There will it seems be some commerations in Bulgaria itself and as someone who grew up in the shadow of the 2nd World War and whose grandfather[s] fought in the 1st I am very much aware of the power of commemeration. Wars are not fought by politicians or diplomats, nor is the fighting done by generals, but in the 1st and 2nd Balkan Wars it was fought by peasants and workers, drawn from towns and villages across the region. Some would never return. So its seems fitting to pay tribute to them, their courage ensured that Bulgaria was finally freed from Turkish oppression.


 They shall not grow old as we grow old,
Age shall not weary them, nor the years condemn.
At the going down of the sun
We will remember them.


 Те не трябва да остарее, както ние остарее,
Възраст не уморен тях, нито годините осъдят.
При захождането на слънцето
Ние ще ги помня.


*In the Balkan Wars, the Serbian losses amounted to 36,000 killed, 60,000 wounded 45,000 invalids and one milliard dinars of war expenditure. Bulgaria had 55,000 killed, 105,000 wounded, 40,000 invalids and 2,000,000,000 levas war expenditure.

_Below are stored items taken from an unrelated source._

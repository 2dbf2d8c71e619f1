//! Service trait for chunk-receiving services.
//!
//! The RPC server owns sockets and framing; a `TransferService` owns what a
//! chunk means once it arrives. Calls are synchronous and may block on disk
//! I/O, so the server runs them off the async executor.

use fanout_core::chunk::Chunk;
use fanout_core::wire::Response;

/// Reply to one `SendChunk` request.
#[derive(Debug, Clone, PartialEq, Eq)]
pub struct Ack {
    pub success: bool,
    pub message: String,
}

impl Ack {
    pub fn ok(message: impl Into<String>) -> Self {
        Self {
            success: true,
            message: message.into(),
        }
    }

    pub fn rejected(message: impl Into<String>) -> Self {
        Self {
            success: false,
            message: message.into(),
        }
    }
}

impl From<Ack> for Response {
    fn from(ack: Ack) -> Self {
        Response::ack(ack.success, ack.message)
    }
}

/// The receiver-side contract behind the RPC surface.
///
/// Intentionally minimal: one call per request kind.
pub trait TransferService: Send + Sync {
    /// Validate and persist one chunk.
    ///
    /// Never fails outright: every problem is reported in the ack so the
    /// sender can decide whether to retry.
    fn accept_chunk(&self, chunk: Chunk) -> Ack;

    /// True when the service is able to accept chunks.
    fn health_check(&self) -> bool;
}
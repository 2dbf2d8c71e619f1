//! Chunker: deterministic split of a file into ordered, checksummed chunks.
//!
//! `FileChunker` streams: each call to `next()` reads exactly one chunk, so
//! a producer feeding a bounded queue only ever holds a queue's worth of
//! payload in memory. `split_file` collects the whole sequence.

use std::fs::File;
use std::io::Read;
use std::path::Path;

use anyhow::{bail, Context, Result};
use bytes::Bytes;

use fanout_core::chunk::Chunk;
use fanout_core::crypto;

pub struct FileChunker {
    file: File,
    file_id: String,
    source_file_name: String,
    chunk_size: usize,
    file_size: u64,
    total: u32,
    next_index: u32,
    failed: bool,
}

impl FileChunker {
    /// Open `path` and prepare to split it into `chunk_size`-byte chunks.
    ///
    /// A fresh file id is generated on every call.
    pub fn open(path: &Path, chunk_size: usize) -> Result<Self> {
        if chunk_size == 0 {
            bail!("chunk size must be positive");
        }
        let file =
            File::open(path).with_context(|| format!("failed to open {}", path.display()))?;
        let file_size = file
            .metadata()
            .with_context(|| format!("failed to stat {}", path.display()))?
            .len();

        let total = file_size.div_ceil(chunk_size as u64);
        let total = u32::try_from(total)
            .with_context(|| format!("{} needs {total} chunks, more than a u32", path.display()))?;

        let source_file_name = path
            .file_name()
            .and_then(|n| n.to_str())
            .unwrap_or("unknown")
            .to_string();

        Ok(Self {
            file,
            file_id: crypto::new_file_id(path),
            source_file_name,
            chunk_size,
            file_size,
            total,
            next_index: 0,
            failed: false,
        })
    }

    pub fn file_id(&self) -> &str {
        &self.file_id
    }

    pub fn total(&self) -> u32 {
        self.total
    }

    pub fn file_size(&self) -> u64 {
        self.file_size
    }

    pub fn source_file_name(&self) -> &str {
        &self.source_file_name
    }

    fn read_chunk(&mut self, index: u32) -> Result<Chunk> {
        let offset = index as u64 * self.chunk_size as u64;
        let len = (self.file_size - offset).min(self.chunk_size as u64) as usize;

        let mut buf = vec![0u8; len];
        self.file
            .read_exact(&mut buf)
            .with_context(|| format!("failed to read chunk {index} at offset {offset}"))?;

        if index + 1 == self.total {
            let mut probe = [0u8; 1];
            let extra = self.file.read(&mut probe).context("failed to probe end of file")?;
            if extra != 0 {
                bail!("file grew while it was being split");
            }
        }

        Ok(Chunk::new(
            self.file_id.clone(),
            index,
            self.total,
            Bytes::from(buf),
            self.source_file_name.clone(),
        ))
    }
}

impl Iterator for FileChunker {
    type Item = Result<Chunk>;

    fn next(&mut self) -> Option<Self::Item> {
        if self.failed || self.next_index >= self.total {
            return None;
        }
        let index = self.next_index;
        self.next_index += 1;

        let result = self.read_chunk(index);
        if result.is_err() {
            // A read failure invalidates the whole split.
            self.failed = true;
        }
        Some(result)
    }
}

/// Split a file into its full ordered chunk list.
///
/// Fails as a whole on any I/O error; no partial list is returned.
pub fn split_file(path: &Path, chunk_size: usize) -> Result<Vec<Chunk>> {
    let chunker = FileChunker::open(path, chunk_size)?;
    let file_id = chunker.file_id().to_string();
    let total = chunker.total();
    let chunks = chunker.collect::<Result<Vec<_>>>()?;
    tracing::debug!(
        file = %path.display(),
        file_id = &file_id[..file_id.len().min(16)],
        total,
        "file split into chunks"
    );
    Ok(chunks)
}
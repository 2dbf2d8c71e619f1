//! Frame I/O over async streams.

use bytes::{Bytes, BytesMut};
use tokio::io::{AsyncRead, AsyncReadExt, AsyncWrite, AsyncWriteExt};

use fanout_core::wire::{EncodedFrame, FrameHeader, FrameKind, WireError, HEADER_LEN};

/// A frame as read off the wire, sections still undecoded.
#[derive(Debug, Clone)]
pub struct RawFrame {
    pub kind: FrameKind,
    pub meta: Vec<u8>,
    pub payload: Bytes,
}

#[derive(Debug, thiserror::Error)]
pub enum FrameError {
    #[error("i/o error: {0}")]
    Io(#[from] std::io::Error),

    #[error(transparent)]
    Wire(#[from] WireError),
}

/// Payload buffer growth per read, so memory follows bytes actually received.
const PAYLOAD_STEP: usize = 64 * 1024;

/// Read one frame.
///
/// Returns `Ok(None)` when the peer closed the stream cleanly between
/// frames. A close in the middle of a frame is an I/O error.
pub async fn read_frame<R>(reader: &mut R) -> Result<Option<RawFrame>, FrameError>
where
    R: AsyncRead + Unpin,
{
    let mut header_buf = [0u8; HEADER_LEN];
    let first = reader.read(&mut header_buf).await?;
    if first == 0 {
        return Ok(None);
    }
    reader.read_exact(&mut header_buf[first..]).await?;

    let header = FrameHeader::parse(&header_buf)?;
    let kind = header.frame_kind()?;

    let mut meta = vec![0u8; header.meta_len()];
    reader.read_exact(&mut meta).await?;

    // Bounded by MAX_PAYLOAD_LEN in FrameHeader::parse.
    let payload_len = header.payload_len();
    let mut payload = BytesMut::new();
    let mut body = reader.take(payload_len);
    while (payload.len() as u64) < payload_len {
        let remaining = (payload_len - payload.len() as u64) as usize;
        payload.reserve(remaining.min(PAYLOAD_STEP));
        if body.read_buf(&mut payload).await? == 0 {
            return Err(std::io::Error::from(std::io::ErrorKind::UnexpectedEof).into());
        }
    }

    Ok(Some(RawFrame {
        kind,
        meta,
        payload: payload.freeze(),
    }))
}

/// Write one frame and flush.
pub async fn write_frame<W>(writer: &mut W, frame: &EncodedFrame) -> Result<(), FrameError>
where
    W: AsyncWrite + Unpin,
{
    use zerocopy::AsBytes;

    writer.write_all(frame.header.as_bytes()).await?;
    writer.write_all(&frame.meta).await?;
    if !frame.payload.is_empty() {
        writer.write_all(&frame.payload).await?;
    }
    writer.flush().await?;
    Ok(())
}
//! Chunk store: persisted chunk files for one receiver.
//!
//! Flat layout, one file per (file_id, index):
//!   {root}/{file_id}_{index}.chunk
//!   {root}/{file_id}.manifest.json
//!
//! Writes are atomic: write to a uniquely named temp file, then rename.
//! Two concurrent writers of the same chunk each rename their own temp file
//! and the last one wins; content is checksum-identical either way.

use std::fs;
use std::io::Write;
use std::path::{Path, PathBuf};
use std::sync::atomic::{AtomicU64, Ordering};

use anyhow::{bail, Context, Result};
use bytes::Bytes;
use memmap2::Mmap;

use fanout_core::chunk::{chunk_file_name, manifest_file_name, parse_chunk_file_name, TransferManifest};

static TMP_COUNTER: AtomicU64 = AtomicU64::new(0);

/// One chunk file found by a directory scan.
#[derive(Debug, Clone, PartialEq, Eq)]
pub struct ChunkEntry {
    pub file_id: String,
    pub index: u32,
    pub path: PathBuf,
}

#[derive(Clone, Debug)]
pub struct ChunkStore {
    root: PathBuf,
}

impl ChunkStore {
    /// Create a store rooted at the given directory, creating it if absent.
    pub fn new(root: impl Into<PathBuf>) -> Result<Self> {
        let root = root.into();
        fs::create_dir_all(&root)
            .with_context(|| format!("failed to create chunk dir: {}", root.display()))?;
        Ok(Self { root })
    }

    /// Open an existing directory without creating it.
    pub fn open(root: impl Into<PathBuf>) -> Result<Self> {
        let root = root.into();
        if !root.is_dir() {
            bail!("chunk dir {} does not exist", root.display());
        }
        Ok(Self { root })
    }

    pub fn root(&self) -> &Path {
        &self.root
    }

    pub fn chunk_path(&self, file_id: &str, index: u32) -> PathBuf {
        self.root.join(chunk_file_name(file_id, index))
    }

    pub fn manifest_path(&self, file_id: &str) -> PathBuf {
        self.root.join(manifest_file_name(file_id))
    }

    pub fn has(&self, file_id: &str, index: u32) -> bool {
        self.chunk_path(file_id, index).exists()
    }

    /// Persist a chunk payload. Overwrites any previous copy.
    pub fn put(&self, file_id: &str, index: u32, data: &[u8]) -> Result<PathBuf> {
        let path = self.chunk_path(file_id, index);
        self.write_atomic(&path, data)?;
        tracing::trace!(file_id, index, bytes = data.len(), "chunk persisted");
        Ok(path)
    }

    /// Read a chunk payload back.
    ///
    /// Returns None if not present. Non-empty files are read through mmap.
    pub fn get(&self, file_id: &str, index: u32) -> Result<Option<Bytes>> {
        let path = self.chunk_path(file_id, index);
        if !path.exists() {
            return Ok(None);
        }
        read_file(&path).map(Some)
    }

    /// Write the manifest for a file unless one is already present.
    pub fn ensure_manifest(&self, manifest: &TransferManifest) -> Result<()> {
        let path = self.manifest_path(&manifest.file_id);
        if path.is_file() {
            return Ok(());
        }
        let bytes = serde_json::to_vec_pretty(manifest).context("failed to encode manifest")?;
        self.write_atomic(&path, &bytes)
    }

    pub fn read_manifest(&self, file_id: &str) -> Result<Option<TransferManifest>> {
        let path = self.manifest_path(file_id);
        if !path.exists() {
            return Ok(None);
        }
        let bytes =
            fs::read(&path).with_context(|| format!("failed to read {}", path.display()))?;
        let manifest = serde_json::from_slice(&bytes)
            .with_context(|| format!("malformed manifest {}", path.display()))?;
        Ok(Some(manifest))
    }

    /// Every chunk file in the directory. Other entries are skipped.
    pub fn entries(&self) -> Result<Vec<ChunkEntry>> {
        let dir = fs::read_dir(&self.root)
            .with_context(|| format!("failed to list {}", self.root.display()))?;
        let mut entries = Vec::new();
        for entry in dir {
            let entry = entry.with_context(|| format!("failed to list {}", self.root.display()))?;
            if !entry.file_type().map(|t| t.is_file()).unwrap_or(false) {
                continue;
            }
            let name = entry.file_name();
            let Some(name) = name.to_str() else { continue };
            if let Some((file_id, index)) = parse_chunk_file_name(name) {
                entries.push(ChunkEntry {
                    file_id,
                    index,
                    path: entry.path(),
                });
            }
        }
        Ok(entries)
    }

    /// Count chunk files (for stats/debugging).
    pub fn count(&self) -> usize {
        self.entries().map(|e| e.len()).unwrap_or(0)
    }

    /// Total chunk bytes on disk (for stats/debugging).
    pub fn size(&self) -> u64 {
        self.usage().map(|(_, bytes)| bytes).unwrap_or(0)
    }

    /// Chunk count and total chunk bytes from a single scan.
    ///
    /// Blocking; async callers run it on `spawn_blocking`.
    pub fn usage(&self) -> Result<(usize, u64)> {
        let entries = self.entries()?;
        let bytes = entries
            .iter()
            .filter_map(|e| fs::metadata(&e.path).ok())
            .map(|m| m.len())
            .sum();
        Ok((entries.len(), bytes))
    }

    fn write_atomic(&self, path: &Path, data: &[u8]) -> Result<()> {
        let seq = TMP_COUNTER.fetch_add(1, Ordering::Relaxed);
        let file_name = path
            .file_name()
            .and_then(|n| n.to_str())
            .unwrap_or("chunk");
        let tmp_path = self
            .root
            .join(format!(".{file_name}.{}.{seq}.tmp", std::process::id()));

        let written = (|| -> Result<()> {
            let mut file = fs::File::create(&tmp_path)
                .with_context(|| format!("failed to create temp file: {}", tmp_path.display()))?;
            file.write_all(data).context("failed to write chunk data")?;
            file.sync_all().context("failed to sync chunk to disk")?;
            fs::rename(&tmp_path, path).with_context(|| {
                format!("failed to rename {} to {}", tmp_path.display(), path.display())
            })
        })();

        if written.is_err() {
            let _ = fs::remove_file(&tmp_path);
        }
        written
    }
}

/// Read a whole file, through mmap when it is non-empty.
pub(crate) fn read_file(path: &Path) -> Result<Bytes> {
    let file =
        fs::File::open(path).with_context(|| format!("failed to open chunk: {}", path.display()))?;
    let len = file
        .metadata()
        .with_context(|| format!("failed to stat chunk: {}", path.display()))?
        .len();
    if len == 0 {
        return Ok(Bytes::new());
    }

    // Safety: file is opened read-only and we don't mutate the mmap
    let mmap = unsafe {
        Mmap::map(&file).with_context(|| format!("failed to mmap chunk: {}", path.display()))?
    };
    Ok(Bytes::copy_from_slice(&mmap))
}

Turkey had 150,000 killed, 80,000 massacred, 450,000 died of epidemics, and 1,075,000,000 French francs war expenditure. In Greece the total killed in battle and died from disease was 30,000 and 20,000 were invalided. Moreover, the Serbian army killed during the Balkan Wars about 100,000 Albanians and burnt down their villages. A large section of Macedonia and Thrace was laid waste by fire.











[1] I am grateful to Wikkepedia for helping me to assemble this information.

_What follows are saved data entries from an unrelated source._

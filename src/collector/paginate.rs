//! Bounded, sequential pagination over one listing.

use indicatif::{ProgressBar, ProgressStyle};
use yansi::Paint;
use std::time::Duration;

use super::client::PageSource;
use super::dataset::Dataset;
use super::error::CollectError;
use super::page::{normalize_item, parse_page, Page, RawItem};
use crate::config::{CollectorConfig, ItemPolicy};
use crate::models::{Category, PoiRecord};

/// Knobs for a single [`collect`] call.
#[derive(Debug, Clone)]
pub struct CollectOptions {
    pub max_pages: u32,
    pub page_size: u32,
    pub page_delay: Duration,
    pub item_policy: ItemPolicy,
    pub show_progress: bool,
}

impl From<&CollectorConfig> for CollectOptions {
    fn from(config: &CollectorConfig) -> Self {
        Self {
            max_pages: config.max_pages,
            page_size: config.page_size,
            page_delay: config.page_delay,
            item_policy: config.item_policy,
            show_progress: true,
        }
    }
}

/// Why pagination ended.
#[derive(Debug)]
pub enum StopReason {
    /// A page came back with no items
    Exhausted,
    /// `max_pages` pages were fetched
    PageCap,
    /// The response lacked the dataset's wrapper key
    MissingWrapper { page: u32 },
    /// A request or parse failure aborted the run
    Failed { page: u32, error: CollectError },
}

impl StopReason {
    pub fn is_failure(&self) -> bool {
        matches!(self, StopReason::Failed { .. })
    }
}

impl std::fmt::Display for StopReason {
    fn fmt(&self, f: &mut std::fmt::Formatter<'_>) -> std::fmt::Result {
        match self {
            StopReason::Exhausted => write!(f, "exhausted"),
            StopReason::PageCap => write!(f, "page cap"),
            StopReason::MissingWrapper { page } => write!(f, "no data (page {})", page),
            StopReason::Failed { page, error } => write!(f, "failed on page {}: {}", page, error),
        }
    }
}

/// Records gathered for one dataset, plus bookkeeping.
#[derive(Debug)]
pub struct Collection {
    pub dataset: Dataset,
    pub records: Vec<PoiRecord>,
    pub pages_fetched: u32,
    pub items_seen: usize,
    pub items_dropped: usize,
    pub items_skipped: usize,
    pub stop: StopReason,
}

struct PageBatch {
    records: Vec<PoiRecord>,
    dropped: usize,
    skipped: usize,
}

fn normalize_page(items: &[RawItem], category: Category, policy: ItemPolicy) -> Result<PageBatch, CollectError> {
    let mut batch = PageBatch {
        records: Vec::with_capacity(items.len()),
        dropped: 0,
        skipped: 0,
    };
    for item in items {
        match normalize_item(item, category) {
            Ok(Some(record)) => batch.records.push(record),
            Ok(None) => batch.dropped += 1,
            Err(e) => match policy {
                ItemPolicy::Strict => return Err(e),
                ItemPolicy::Skip => {
                    tracing::warn!(%e, "Skipping malformed item");
                    batch.skipped += 1;
                }
            },
        }
    }
    Ok(batch)
}

fn progress_bar(options: &CollectOptions, dataset: Dataset) -> ProgressBar {
    if !options.show_progress {
        return ProgressBar::hidden();
    }
    let pb = ProgressBar::new(options.max_pages as u64);
    if let Ok(style) = ProgressStyle::default_bar()
        .template("{spinner:.green} {prefix} [{bar:20.cyan/blue}] page {pos}/{len} {msg}")
    {
        pb.set_style(style.progress_chars("#>-"));
    }
    pb.set_prefix(dataset.label());
    pb
}

// Prints above the bar when it is drawn, straight to stdout otherwise.
fn narrate(pb: &ProgressBar, line: String) {
    if pb.is_hidden() {
        println!("{}", line);
    } else {
        pb.println(line);
    }
}

/// Fetch pages of `dataset` one at a time until the listing runs dry, the
/// page cap is hit, or something fails. Records from pages completed before
/// a failure are kept.
pub async fn collect<S: PageSource>(source: &S, dataset: Dataset, options: &CollectOptions) -> Collection {
    tracing::info!(%dataset, max_pages = options.max_pages, page_size = options.page_size, "Starting collection");
    let pb = progress_bar(options, dataset);

    let mut records = Vec::new();
    let mut pages_fetched = 0u32;
    let mut items_seen = 0usize;
    let mut items_dropped = 0usize;
    let mut items_skipped = 0usize;
    let mut page_no = 1u32;

    let stop = loop {
        if page_no > options.max_pages {
            tracing::info!(%dataset, "Reached page cap of {}", options.max_pages);
            break StopReason::PageCap;
        }
        if page_no > 1 && !options.page_delay.is_zero() {
            tokio::time::sleep(options.page_delay).await;
        }

        let body = match source.fetch_page(dataset, page_no, options.page_size).await {
            Ok(body) => body,
            Err(error) => {
                tracing::error!(%dataset, page = page_no, %error, "API request failed");
                narrate(&pb, format!("  page {}: {}", page_no, Paint::new(format!("request failed: {}", error)).red()));
                break StopReason::Failed { page: page_no, error };
            }
        };

        let (items, total_count) = match parse_page(dataset, &body) {
            Ok(Page::Items { items, total_count }) => (items, total_count),
            Ok(Page::MissingWrapper) => {
                tracing::warn!(%dataset, page = page_no, "Response carried no data");
                narrate(&pb, format!("  page {}: {}", page_no, Paint::new("no data in response").yellow()));
                break StopReason::MissingWrapper { page: page_no };
            }
            Err(error) => {
                tracing::error!(%dataset, page = page_no, %error, "Failed to parse response");
                narrate(&pb, format!("  page {}: {}", page_no, Paint::new(format!("bad response: {}", error)).red()));
                break StopReason::Failed { page: page_no, error };
            }
        };

        if items.is_empty() {
            tracing::info!(%dataset, total = records.len(), "All pages collected");
            break StopReason::Exhausted;
        }

        let with_coordinates = items.iter().filter(|i| i.has_coordinates()).count();
        let batch = match normalize_page(&items, dataset.category(), options.item_policy) {
            Ok(batch) => batch,
            Err(error) => {
                tracing::error!(%dataset, page = page_no, %error, "Failed to parse item");
                narrate(&pb, format!("  page {}: {}", page_no, Paint::new(format!("bad item: {}", error)).red()));
                break StopReason::Failed { page: page_no, error };
            }
        };

        items_seen += items.len();
        items_dropped += batch.dropped;
        items_skipped += batch.skipped;
        records.extend(batch.records);
        pages_fetched += 1;

        tracing::info!(
            %dataset,
            page = page_no,
            items = items.len(),
            with_coordinates,
            total_count = ?total_count,
            "Page collected"
        );
        pb.set_position(pages_fetched as u64);
        pb.set_message(format!("{} records", records.len()));
        narrate(
            &pb,
            format!("  page {}: {} items ({} with coordinates)", page_no, items.len(), with_coordinates),
        );

        page_no += 1;
    };

    pb.finish_and_clear();
    tracing::info!(%dataset, records = records.len(), %stop, "Collection finished");

    Collection {
        dataset,
        records,
        pages_fetched,
        items_seen,
        items_dropped,
        items_skipped,
        stop,
    }
}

[2] Ghandi is given much credit for removing the British from India. However , as George Orwell pointed out at the time, The British were more than happy for Ghandi to advocate non violence, it was violence that they were afraid of; the British withdrawal from India owed far more to British decline than to the activities of Mr Ghandi.


[3] In 1913, Greece took control of Southern Macedonia and began an official policy of forced assimilation which included the settlement of Greeks from other provinces into southern Macedonia, as well as the linguistic and cultural Hellenizatition of Slav speakers. which continued even after World War I.  The Greeks expelled Exarchist churchmen and teachers and closed Bulgarian schools and churches. Bulgarian language (including the Macedonian dialects) was prohibited, and its surreptitious use, whenever detected, was ridiculed or punished, Serbian behaviour followed the same process. (Wikepedia)

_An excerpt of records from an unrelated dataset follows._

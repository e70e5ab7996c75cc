use serde_json::Value;
use yansi::Paint;
use std::sync::atomic::{AtomicBool, Ordering};

static SILENT: AtomicBool = AtomicBool::new(false);

pub fn set_silent(silent: bool) {
    SILENT.store(silent, Ordering::Relaxed);
}

pub fn is_silent() -> bool {
    SILENT.load(Ordering::Relaxed)
}

fn log_output(msg: String) {
    if !is_silent() {
        println!("{}", msg);
    }
}

/// Shared HTTP client with the crate user agent and a per-request timeout.
pub fn build_http_client(timeout: Option<std::time::Duration>) -> reqwest::Result<reqwest::Client> {
    let mut builder = reqwest::Client::builder()
        .user_agent(format!("oasis/{}", env!("CARGO_PKG_VERSION")));
    if let Some(t) = timeout {
        builder = builder.timeout(t);
    }
    builder.build()
}

/// Print the curl equivalent of a request.
///
/// `url` must already have secrets masked; header values in `headers` are
/// printed as given.
pub fn log_request(method: &str, url: &str, headers: &[(&str, &str)], body: Option<&Value>) {
    if is_silent() {
        return;
    }
    let mut parts = Vec::new();
    parts.push(Paint::new("curl").fg(yansi::Color::Green).bold().to_string());
    parts.push(format!("-X {}", Paint::new(method).fg(yansi::Color::Yellow).bold()));
    parts.push(format!("'{}'", Paint::new(url).fg(yansi::Color::Cyan)));

    for (name, value) in headers {
        parts.push(format!("{} {}",
            Paint::new("-H").fg(yansi::Color::Magenta),
            Paint::new(format!("'{}: {}'", name, value)).fg(yansi::Color::Magenta)
        ));
    }

    if let Some(d) = body {
        let json_str = serde_json::to_string_pretty(d).unwrap_or_default();
        let escaped_json = json_str.replace("'", "'\\''");
        parts.push(format!("{} {}",
            Paint::new("-d").fg(yansi::Color::Blue),
            Paint::new(format!("'{}'", escaped_json)).fg(yansi::Color::White)
        ));
    }
    log_output(format!("Request:\n{}", parts.join(" ")));
}

/// Print a response summary in dimmed grey.
pub fn log_response(summary: &str) {
    if is_silent() {
        return;
    }
    let response_str = Paint::new(summary).rgb(100, 100, 100).to_string();
    log_output(format!("Response:\n{}", response_str));
}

[4] Much that is unreasonable has been asked of Greece during the current financial crisis, however given the hold that the rest of the Euro zone countries have over Athens what is reasonable is that they remove the block they have created to Macedonia entering the EU.


[5] Moreover in researching this article I have had to wade through a positive swamp of propaganda from all sides.